[Records from a data source]

========================================

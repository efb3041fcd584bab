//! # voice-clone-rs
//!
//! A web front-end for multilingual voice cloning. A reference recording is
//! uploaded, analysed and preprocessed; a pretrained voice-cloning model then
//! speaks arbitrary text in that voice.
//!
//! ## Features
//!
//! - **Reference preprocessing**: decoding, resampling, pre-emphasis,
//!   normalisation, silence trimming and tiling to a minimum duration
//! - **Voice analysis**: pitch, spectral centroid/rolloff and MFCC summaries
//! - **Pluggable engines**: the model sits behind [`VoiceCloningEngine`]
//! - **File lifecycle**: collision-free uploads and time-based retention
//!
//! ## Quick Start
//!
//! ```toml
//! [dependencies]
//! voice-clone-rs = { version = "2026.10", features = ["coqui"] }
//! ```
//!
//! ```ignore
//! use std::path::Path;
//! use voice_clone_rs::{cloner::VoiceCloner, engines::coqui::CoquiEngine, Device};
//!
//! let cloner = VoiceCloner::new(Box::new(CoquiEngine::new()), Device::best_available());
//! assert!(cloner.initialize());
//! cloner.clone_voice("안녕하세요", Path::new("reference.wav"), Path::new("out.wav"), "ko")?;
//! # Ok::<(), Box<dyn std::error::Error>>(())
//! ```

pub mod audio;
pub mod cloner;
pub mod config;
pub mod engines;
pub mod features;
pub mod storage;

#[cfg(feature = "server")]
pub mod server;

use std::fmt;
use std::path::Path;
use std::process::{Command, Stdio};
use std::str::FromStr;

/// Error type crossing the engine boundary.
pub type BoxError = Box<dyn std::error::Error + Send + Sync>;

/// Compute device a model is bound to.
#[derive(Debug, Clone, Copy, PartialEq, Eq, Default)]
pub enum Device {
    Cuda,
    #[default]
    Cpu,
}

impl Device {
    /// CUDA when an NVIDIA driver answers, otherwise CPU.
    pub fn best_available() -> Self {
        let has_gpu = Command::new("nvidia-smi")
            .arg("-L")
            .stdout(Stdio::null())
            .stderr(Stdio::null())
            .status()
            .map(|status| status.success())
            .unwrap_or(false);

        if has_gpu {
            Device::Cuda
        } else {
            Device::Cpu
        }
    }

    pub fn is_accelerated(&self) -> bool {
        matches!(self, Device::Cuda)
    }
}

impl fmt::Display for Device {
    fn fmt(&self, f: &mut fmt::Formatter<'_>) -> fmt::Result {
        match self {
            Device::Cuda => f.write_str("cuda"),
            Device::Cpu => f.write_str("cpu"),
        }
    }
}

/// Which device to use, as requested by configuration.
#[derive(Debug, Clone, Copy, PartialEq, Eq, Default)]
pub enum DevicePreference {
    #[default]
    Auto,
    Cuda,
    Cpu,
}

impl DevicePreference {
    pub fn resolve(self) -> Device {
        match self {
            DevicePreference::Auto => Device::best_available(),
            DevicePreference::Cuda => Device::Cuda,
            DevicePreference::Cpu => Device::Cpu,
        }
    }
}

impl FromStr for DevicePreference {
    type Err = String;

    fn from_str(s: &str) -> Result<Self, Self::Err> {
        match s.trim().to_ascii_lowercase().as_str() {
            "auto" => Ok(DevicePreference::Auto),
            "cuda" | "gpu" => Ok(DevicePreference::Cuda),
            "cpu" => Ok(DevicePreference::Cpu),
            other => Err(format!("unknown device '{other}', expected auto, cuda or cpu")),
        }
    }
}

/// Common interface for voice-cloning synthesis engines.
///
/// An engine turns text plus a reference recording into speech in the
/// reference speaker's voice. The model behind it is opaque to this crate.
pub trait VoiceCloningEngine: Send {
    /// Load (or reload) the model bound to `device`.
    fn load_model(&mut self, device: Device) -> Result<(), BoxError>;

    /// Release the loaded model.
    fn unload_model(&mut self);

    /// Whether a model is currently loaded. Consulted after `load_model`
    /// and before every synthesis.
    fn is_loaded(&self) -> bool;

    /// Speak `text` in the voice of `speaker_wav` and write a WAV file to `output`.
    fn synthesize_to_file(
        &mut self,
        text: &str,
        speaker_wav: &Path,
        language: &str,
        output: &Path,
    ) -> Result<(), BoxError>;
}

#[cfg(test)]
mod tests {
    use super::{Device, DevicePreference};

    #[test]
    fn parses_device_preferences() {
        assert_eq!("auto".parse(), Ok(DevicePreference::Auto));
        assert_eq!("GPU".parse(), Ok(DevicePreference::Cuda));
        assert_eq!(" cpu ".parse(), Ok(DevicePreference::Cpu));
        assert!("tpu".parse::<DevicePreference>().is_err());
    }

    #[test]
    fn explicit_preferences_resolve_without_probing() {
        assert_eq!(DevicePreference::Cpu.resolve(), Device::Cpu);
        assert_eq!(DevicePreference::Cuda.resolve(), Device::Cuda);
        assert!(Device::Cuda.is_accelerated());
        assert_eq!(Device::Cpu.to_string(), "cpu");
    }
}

========================================

* TRY IT:
Among the lines above, find those that contain the word "recording" and copy them.

* RESULT OF THE TASK:
//! A web front-end for multilingual voice cloning. A reference recording is
/// An engine turns text plus a reference recording into speech in the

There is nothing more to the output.